10 Interesting Facts about Guy Fawkes Night for Your Kids

10 Interesting Facts about Guy Fawkes Night for Your Kids

Every 5th of November, the UK celebrates Guy Fawkes Night or Bonfire Night. Even though most kids associate fireworks displays and big bonfires with this night, there’s a lot of interesting history behind this day for them to learn. Here’s 10 interesting facts you can teach them about Guy Fawkes Night.

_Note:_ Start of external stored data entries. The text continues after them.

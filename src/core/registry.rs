//! # Session registry - event-driven attachment lifecycle manager.
//!
//! Process-wide map from target identifier to [`Session`]. At most one session
//! exists per target; entries are removed by detach notices, never by callers.
//!
//! ## Architecture
//! ```text
//! attach(target)
//!   ├─► reserve slot (Attaching)      ── DuplicateSession / AttachInProgress
//!   ├─► offload: attacher.attach ─► pid ─► observe_detach(observer)
//!   ├─► SessionAttached
//!   ├─► session.init()                ── err → release + detach, return err
//!   └─► commit slot (Live)            ── detached meanwhile → InvalidOperation
//!
//! backend thread ── observer.notify(reason) ──► mpsc ──► Registry listener
//!                                                           ├─ Live with same SessionId → remove,
//!                                                           │    mark detached, SessionDetached
//!                                                           ├─ Attaching with same id → remember
//!                                                           └─ anything else → ignored (stale)
//! ```
//!
//! ## Rules
//! - The slot map lock is never held across `.await`.
//! - A dropped `attach` future releases its reservation and detaches whatever
//!   it attached, even when the backend call finishes after the drop.
//! - A session is visible through [`Registry::get`] only once initialised.
//! - A notice carrying an older `SessionId` never removes a newer session.

use std::collections::HashMap;
use std::sync::Arc;
use std::sync::atomic::{AtomicU64, Ordering};

use parking_lot::{Mutex, RwLock};
use tokio::sync::mpsc;
use tokio_util::sync::CancellationToken;

use crate::backend::{
    Attacher, Attachment, BackendError, DetachNotice, DetachObserver, DetachReason, SessionId,
};
use crate::core::config::Config;
use crate::core::offload::Offload;
use crate::core::session::{Session, SessionEnv, SessionInfo};
use crate::error::SessionError;
use crate::events::{Bus, Event, EventKind};
use crate::patches::PatchCompiler;

enum Slot {
    /// Attach in flight; `detached` records a notice that beat the commit.
    Attaching {
        id: SessionId,
        detached: Option<DetachReason>,
    },
    Live(Arc<Session>),
}

/// Registry of live sessions, one per target.
pub struct Registry {
    slots: RwLock<HashMap<String, Slot>>,
    attacher: Arc<dyn Attacher>,
    env: SessionEnv,
    next_id: AtomicU64,
    detach_tx: mpsc::UnboundedSender<DetachNotice>,
    detach_rx: Mutex<Option<mpsc::UnboundedReceiver<DetachNotice>>>,
}

/// Hands the backend attachment from the blocking attach call to its caller.
///
/// If the caller is gone by the time the attach returns, the blocking side
/// detaches on its own.
#[derive(Default)]
struct Handoff {
    abandoned: bool,
    attachment: Option<Arc<dyn Attachment>>,
}

/// Reserved slot; removed on drop unless committed.
///
/// An armed reservation dropped mid-attach detaches what was attached so far:
/// the session if one was built, the bare attachment otherwise.
struct Reservation<'a> {
    registry: &'a Registry,
    target: &'a str,
    id: SessionId,
    armed: bool,
    handoff: Arc<Mutex<Handoff>>,
    session: Option<Arc<Session>>,
}

impl Drop for Reservation<'_> {
    fn drop(&mut self) {
        if !self.armed {
            return;
        }
        self.unslot();
        let stray = {
            let mut handoff = self.handoff.lock();
            handoff.abandoned = true;
            handoff.attachment.take()
        };
        let session = self.session.take();
        if let Some(s) = &session {
            s.mark_detached();
        }
        let Ok(rt) = tokio::runtime::Handle::try_current() else {
            return;
        };
        let env = self.registry.env.clone();
        let target: Arc<str> = Arc::from(self.target);
        match (session, stray) {
            (Some(session), _) => {
                rt.spawn(async move {
                    let res = session.detach().await;
                    publish_abandoned(&env.bus, target, session.pid(), res);
                });
            }
            (None, Some(attachment)) => {
                rt.spawn(async move {
                    let pid = attachment.pid();
                    let res = match env.offload.run(move || attachment.detach()).await {
                        Ok(done) => done.map_err(SessionError::from_backend),
                        Err(e) => Err(e),
                    };
                    publish_abandoned(&env.bus, target, pid, res);
                });
            }
            (None, None) => {}
        }
    }
}

impl Reservation<'_> {
    /// Hands the built session to the reservation until commit.
    fn hold(&mut self, session: Arc<Session>) {
        self.handoff.lock().attachment = None;
        self.session = Some(session);
    }

    /// Frees the slot without detaching; the caller handles the session.
    fn release(mut self) {
        self.armed = false;
        self.unslot();
    }

    /// Swaps the reservation for the live session.
    fn commit(mut self) -> Result<Arc<Session>, SessionError> {
        let Some(session) = self.session.clone() else {
            return Err(SessionError::InvalidOperation {
                reason: format!("no session built for '{}'", self.target),
            });
        };
        let mut slots = self.registry.slots.write();
        let early = match slots.get_mut(self.target) {
            Some(Slot::Attaching { id, detached }) if *id == self.id => detached.take(),
            _ => {
                // armed: the drop detaches the orphaned session
                return Err(SessionError::InvalidOperation {
                    reason: format!("reservation for '{}' was lost", self.target),
                });
            }
        };
        self.armed = false;
        match early {
            None => {
                slots.insert(self.target.to_string(), Slot::Live(Arc::clone(&session)));
                Ok(session)
            }
            Some(reason) => {
                slots.remove(self.target);
                drop(slots);
                session.mark_detached();
                Err(SessionError::InvalidOperation {
                    reason: format!("'{}' detached during attach: {}", self.target, reason.as_str()),
                })
            }
        }
    }

    fn unslot(&self) {
        let mut slots = self.registry.slots.write();
        if matches!(slots.get(self.target), Some(Slot::Attaching { id, .. }) if *id == self.id) {
            slots.remove(self.target);
        }
    }
}
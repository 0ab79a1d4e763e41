//! Runtime core: sessions, patches and the supervision scope.
//!
//! Internal modules:
//! - [`offload`]: bounded gate in front of the blocking pool;
//! - [`script`] / [`patch`] / [`utility`]: injected scripts and their typed calls;
//! - [`session`]: one attachment with its scripts, patches and facts;
//! - [`registry`]: at most one session per target, detach-driven cleanup;
//! - [`watcher`]: retry-and-cleanup loop for one target;
//! - [`runner`] / [`supervisor`] / [`shutdown`]: running tasks under one shutdown.

mod builder;
mod config;
mod offload;
mod patch;
mod registry;
mod runner;
mod script;
mod session;
mod shutdown;
mod supervisor;
mod utility;
mod watcher;

pub use builder::SupervisorBuilder;
pub use config::Config;
pub use offload::Offload;
pub use patch::{Patch, PatchGuard, PatchInfo};
pub use registry::Registry;
pub use script::{Script, ScriptInfo};
pub use session::{Session, SessionInfo};
pub use supervisor::Supervisor;
pub use utility::{ModuleInfo, ScanMatch, SessionFacts, ThreadInfo, UtilityClient};
pub use watcher::{DefaultPatches, SessionSetup, TargetWatcher, WatchState};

  1. The celebration marks the anniversary of a plot to blow up the Houses of Parliament in 1605, otherwise known as the Gunpowder plot. The attack was planned by a group of 13 young men, led by Robert Catesby.
  1. Guy Fawkes was born on April 13th 1570 in Stonegate in York. He was an experienced soldier and even though he didn’t fight for his country, he did fight for the Spanish against the Dutch in the Netherlands. This is where he gained experience with explosives and gave himself the nickname Guido.  
  1. The authorities discovered 36 barrels of gunpowder below Westminster Palace on November 5th after being tipped off by an anonymous letter. This is where Guy Fawkes was found guarding the explosives.
  1. The 36 barrels of gunpowder would have completely destroyed the building and caused severe damage to buildings within a one-mile radius of it. Ironically, the cellar where the gunpowder was stored, and the Houses of Parliament were later destroyed in an accidental fire in 1834.
  1. During his involvement in the Gunpowder Plot, Guy Fawkes called himself John Johnson and gave this name when he was arrested.
  1. Shortly after being discovered, Fawkes was taken to the King's bedchamber to explain why he wanted to kill him and blow up Parliament. Fawkes said that he regarded the King as a disease since he had been excommunicated by the Pope.
  1. Under torture, it took four days for Guy Fawkes to admit to his part in the Gunpowder Plot and give names of other people involved in it.
  1. Fawkes and the others involved were tried on the 31st of January 1606 and then hung, drawn and quartered in the Old Palace Yard in Westminster. As he Fawkes awaited his punishment on the gallows, he leapt to his death and actually died from a broken neck. Contrary to popular belief, Fawkes wasn't thrown onto a bonfire.
  1. The Houses of Parliament are still searched once a year to make sure there are no conspirators hiding with explosives
  1. Guy Fawkes has an island named after him. To the north-west of Santa Cruz Island in the Galapagos Islands, a collection of two uninhabited, crescent-shaped islands is named Isla Guy Fawkes, or Guy Fawkes Island.